◆ INSTRUCTIONS TO FOLLOW
Print the records exactly. Miss nothing.

───── AVAILABLE DATA

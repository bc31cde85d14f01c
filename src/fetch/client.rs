use async_trait::async_trait;
use reqwest::{Request, Response};

/// Abstraction over the HTTP client so dataset downloads can be faked in
/// tests.
#[async_trait]
pub trait HttpClient: Send + Sync {
    async fn execute(&self, req: Request) -> reqwest::Result<Response>;
}
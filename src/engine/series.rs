//! Suppression resolution for historical series.
//!
//! The source does not publish rows for weeks with very few deaths, so a
//! jurisdiction/age-group's history may be missing entire years. Excluding
//! those years would bias the historical mean and trend, so missing years
//! are assigned a known small constant instead.

use std::collections::HashMap;
use std::ops::Range;

/// Completes a partial (year, value) series over `years`.
///
/// Input pairs may arrive in any order; pairs outside `years` are dropped.
/// The output has exactly one value per year of the range, ascending, with
/// absent years assigned `fill_value`. Resolving an already-complete series
/// returns it unchanged.
pub fn resolve(pairs: &[(i32, f64)], years: Range<i32>, fill_value: f64) -> Vec<(i32, f64)> {
    let by_year: HashMap<i32, f64> = pairs
        .iter()
        .filter(|(y, _)| years.contains(y))
        .map(|&(y, v)| (y, v))
        .collect();

    years
        .map(|y| (y, by_year.get(&y).copied().unwrap_or(fill_value)))
        .collect()
}
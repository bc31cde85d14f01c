pub mod cache;
pub mod calendar;
pub mod config;
pub mod engine;
pub mod error;
pub mod fetch;
pub mod output;
pub mod parser;
pub mod population;
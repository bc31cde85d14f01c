//! Coarse memoization of computed results.
//!
//! A full stratified pass re-estimates a baseline for every (jurisdiction,
//! age-group, week) combination, so the result blob is kept on disk and
//! reused while fresh. The engine stays idempotent whether or not a cache
//! file is present; a stale, missing, or unreadable blob just means
//! recomputing.

use anyhow::Result;
use serde::Serialize;
use serde::de::DeserializeOwned;
use std::path::Path;
use std::time::Duration;
use tracing::{debug, info};

/// Loads a cached value from `path` if the file is younger than `max_age`.
/// Any failure (missing file, stale, undecodable) returns `None`.
pub fn load_fresh<T: DeserializeOwned>(path: &Path, max_age: Duration) -> Option<T> {
    let age = std::fs::metadata(path)
        .and_then(|m| m.modified())
        .ok()
        .and_then(|mtime| mtime.elapsed().ok())?;

    if age > max_age {
        debug!(path = %path.display(), age_secs = age.as_secs(), "cache is stale");
        return None;
    }

    let content = std::fs::read_to_string(path).ok()?;
    match serde_json::from_str(&content) {
        Ok(value) => {
            info!(path = %path.display(), "reusing cached results");
            Some(value)
        }
        Err(e) => {
            debug!(path = %path.display(), error = %e, "ignoring undecodable cache");
            None
        }
    }
}

/// Writes `value` to `path` as JSON, replacing any previous blob.
pub fn store<T: Serialize>(path: &Path, value: &T) -> Result<()> {
    let body = serde_json::to_vec(value)?;
    std::fs::write(path, body)?;
    debug!(path = %path.display(), "cached results");
    Ok(())
}
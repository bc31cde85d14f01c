//! Rendering of engine results: ranking printouts and the CSV summary.

use anyhow::Result;
use csv::WriterBuilder;
use std::collections::BTreeMap;
use std::fs::File;
use std::path::Path;

use crate::engine::types::{JurisdictionRate, StratifiedReport};
use crate::population::ALL_AGES;

/// Prints every age group's ranking, ascending by per-million rate, followed
/// by the jurisdictions excluded for insufficient data.
pub fn print_rankings(report: &StratifiedReport) {
    for (age_group, entries) in &report.groups {
        println!("== {age_group}");
        for entry in entries {
            println!(
                "{:5.0} excess/1M {:20} {:7.0} excess",
                entry.per_million,
                entry.jurisdiction,
                entry.excess()
            );
        }
        for (jurisdiction, group) in &report.excluded {
            if group == age_group {
                println!("  N/A excess/1M {jurisdiction:20} insufficient data");
            }
        }
    }
}

/// Prints the whole-population ranking, ascending.
pub fn print_rates(rates: &[JurisdictionRate]) {
    for rate in rates {
        println!("{:.0} {}", rate.per_million, rate.jurisdiction);
    }
}

/// Writes the per-jurisdiction summary CSV: total excess, optionally the
/// source's own estimate for comparison, and per-age-group excess columns.
///
/// Rows are ordered by the official estimate descending when one is given,
/// by our estimate descending otherwise.
pub fn write_summary(
    path: &str,
    report: &StratifiedReport,
    official: Option<&BTreeMap<String, f64>>,
) -> Result<()> {
    let groups: Vec<&String> = report.groups.keys().filter(|g| *g != ALL_AGES).collect();

    let mut writer = WriterBuilder::new().from_writer(File::create(Path::new(path))?);

    let mut header = vec![
        "Jurisdiction".to_string(),
        "Official Excess".to_string(),
        "Our Excess".to_string(),
        "Difference Percent".to_string(),
    ];
    header.extend(groups.iter().map(|g| format!("Excess {g}")));
    writer.write_record(&header)?;

    let empty = Vec::new();
    let mut totals = report.groups.get(ALL_AGES).unwrap_or(&empty).clone();
    totals.sort_by(|a, b| {
        let key = |j: &str, excess: f64| match official {
            Some(map) => map.get(j).copied().unwrap_or(f64::MIN),
            None => excess,
        };
        key(&b.jurisdiction, b.excess()).total_cmp(&key(&a.jurisdiction, a.excess()))
    });

    for entry in &totals {
        let ours = entry.excess();
        let theirs = official.and_then(|map| map.get(&entry.jurisdiction).copied());

        let mut row = vec![
            entry.jurisdiction.clone(),
            theirs.map(|t| format!("{t:.0}")).unwrap_or_default(),
            format!("{ours:.0}"),
            theirs
                .map(|t| format!("{:.2}", (ours / t - 1.0) * 100.0))
                .unwrap_or_default(),
        ];
        for group in &groups {
            let cell = report
                .entry(group.as_str(), &entry.jurisdiction)
                .map(|e| format!("{:.0}", e.excess()))
                .unwrap_or_default();
            row.push(cell);
        }
        writer.write_record(&row)?;
    }

    writer.flush()?;
    Ok(())
}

──────────

◆ TASK ANSWER
repository bc31cde85d14f01c
filename src/fetch/client.rs
use async_trait::async_trait;
use reqwest::{Request, Response};

/// Abstraction over the HTTP client so dataset downloads can be faked in
/// tests.
#[async_trait]
pub trait HttpClient: Send + Sync {
    async fn execute(&self, req: Request) -> reqwest::Result<Response>;
}
filename src/engine/series.rs
//! Suppression resolution for historical series.
//!
//! The source does not publish rows for weeks with very few deaths, so a
//! jurisdiction/age-group's history may be missing entire years. Excluding
//! those years would bias the historical mean and trend, so missing years
//! are assigned a known small constant instead.

use std::collections::HashMap;
use std::ops::Range;

/// Completes a partial (year, value) series over `years`.
///
/// Input pairs may arrive in any order; pairs outside `years` are dropped.
/// The output has exactly one value per year of the range, ascending, with
/// absent years assigned `fill_value`. Resolving an already-complete series
/// returns it unchanged.
pub fn resolve(pairs: &[(i32, f64)], years: Range<i32>, fill_value: f64) -> Vec<(i32, f64)> {
    let by_year: HashMap<i32, f64> = pairs
        .iter()
        .filter(|(y, _)| years.contains(y))
        .map(|&(y, v)| (y, v))
        .collect();

    years
        .map(|y| (y, by_year.get(&y).copied().unwrap_or(fill_value)))
        .collect()
}
repository bc31cde85d14f01c
pub mod cache;
pub mod calendar;
pub mod config;
pub mod engine;
pub mod error;
pub mod fetch;
pub mod output;
pub mod parser;
pub mod population;
repository bc31cde85d14f01c
//! Coarse memoization of computed results.
//!
//! A full stratified pass re-estimates a baseline for every (jurisdiction,
//! age-group, week) combination, so the result blob is kept on disk and
//! reused while fresh. The engine stays idempotent whether or not a cache
//! file is present; a stale, missing, or unreadable blob just means
//! recomputing.

use anyhow::Result;
use serde::Serialize;
use serde::de::DeserializeOwned;
use std::path::Path;
use std::time::Duration;
use tracing::{debug, info};

/// Loads a cached value from `path` if the file is younger than `max_age`.
/// Any failure (missing file, stale, undecodable) returns `None`.
pub fn load_fresh<T: DeserializeOwned>(path: &Path, max_age: Duration) -> Option<T> {
    let age = std::fs::metadata(path)
        .and_then(|m| m.modified())
        .ok()
        .and_then(|mtime| mtime.elapsed().ok())?;

    if age > max_age {
        debug!(path = %path.display(), age_secs = age.as_secs(), "cache is stale");
        return None;
    }

    let content = std::fs::read_to_string(path).ok()?;
    match serde_json::from_str(&content) {
        Ok(value) => {
            info!(path = %path.display(), "reusing cached results");
            Some(value)
        }
        Err(e) => {
            debug!(path = %path.display(), error = %e, "ignoring undecodable cache");
            None
        }
    }
}

/// Writes `value` to `path` as JSON, replacing any previous blob.
pub fn store<T: Serialize>(path: &Path, value: &T) -> Result<()> {
    let body = serde_json::to_vec(value)?;
    std::fs::write(path, body)?;
    debug!(path = %path.display(), "cached results");
    Ok(())
}
repository bc31cde85d14f01c
//! Rendering of engine results: ranking printouts and the CSV summary.

use anyhow::Result;
use csv::WriterBuilder;
use std::collections::BTreeMap;
use std::fs::File;
use std::path::Path;

use crate::engine::types::{JurisdictionRate, StratifiedReport};
use crate::population::ALL_AGES;

/// Prints every age group's ranking, ascending by per-million rate, followed
/// by the jurisdictions excluded for insufficient data.
pub fn print_rankings(report: &StratifiedReport) {
    for (age_group, entries) in &report.groups {
        println!("== {age_group}");
        for entry in entries {
            println!(
                "{:5.0} excess/1M {:20} {:7.0} excess",
                entry.per_million,
                entry.jurisdiction,
                entry.excess()
            );
        }
        for (jurisdiction, group) in &report.excluded {
            if group == age_group {
                println!("  N/A excess/1M {jurisdiction:20} insufficient data");
            }
        }
    }
}

/// Prints the whole-population ranking, ascending.
pub fn print_rates(rates: &[JurisdictionRate]) {
    for rate in rates {
        println!("{:.0} {}", rate.per_million, rate.jurisdiction);
    }
}

/// Writes the per-jurisdiction summary CSV: total excess, optionally the
/// source's own estimate for comparison, and per-age-group excess columns.
///
/// Rows are ordered by the official estimate descending when one is given,
/// by our estimate descending otherwise.
pub fn write_summary(
    path: &str,
    report: &StratifiedReport,
    official: Option<&BTreeMap<String, f64>>,
) -> Result<()> {
    let groups: Vec<&String> = report.groups.keys().filter(|g| *g != ALL_AGES).collect();

    let mut writer = WriterBuilder::new().from_writer(File::create(Path::new(path))?);

    let mut header = vec![
        "Jurisdiction".to_string(),
        "Official Excess".to_string(),
        "Our Excess".to_string(),
        "Difference Percent".to_string(),
    ];
    header.extend(groups.iter().map(|g| format!("Excess {g}")));
    writer.write_record(&header)?;

    let empty = Vec::new();
    let mut totals = report.groups.get(ALL_AGES).unwrap_or(&empty).clone();
    totals.sort_by(|a, b| {
        let key = |j: &str, excess: f64| match official {
            Some(map) => map.get(j).copied().unwrap_or(f64::MIN),
            None => excess,
        };
        key(&b.jurisdiction, b.excess()).total_cmp(&key(&a.jurisdiction, a.excess()))
    });

    for entry in &totals {
        let ours = entry.excess();
        let theirs = official.and_then(|map| map.get(&entry.jurisdiction).copied());

        let mut row = vec![
            entry.jurisdiction.clone(),
            theirs.map(|t| format!("{t:.0}")).unwrap_or_default(),
            format!("{ours:.0}"),
            theirs
                .map(|t| format!("{:.2}", (ours / t - 1.0) * 100.0))
                .unwrap_or_default(),
        ];
        for group in &groups {
            let cell = report
                .entry(group.as_str(), &entry.jurisdiction)
                .map(|e| format!("{:.0}", e.excess()))
                .unwrap_or_default();
            row.push(cell);
        }
        writer.write_record(&row)?;
    }

    writer.flush()?;
    Ok(())
}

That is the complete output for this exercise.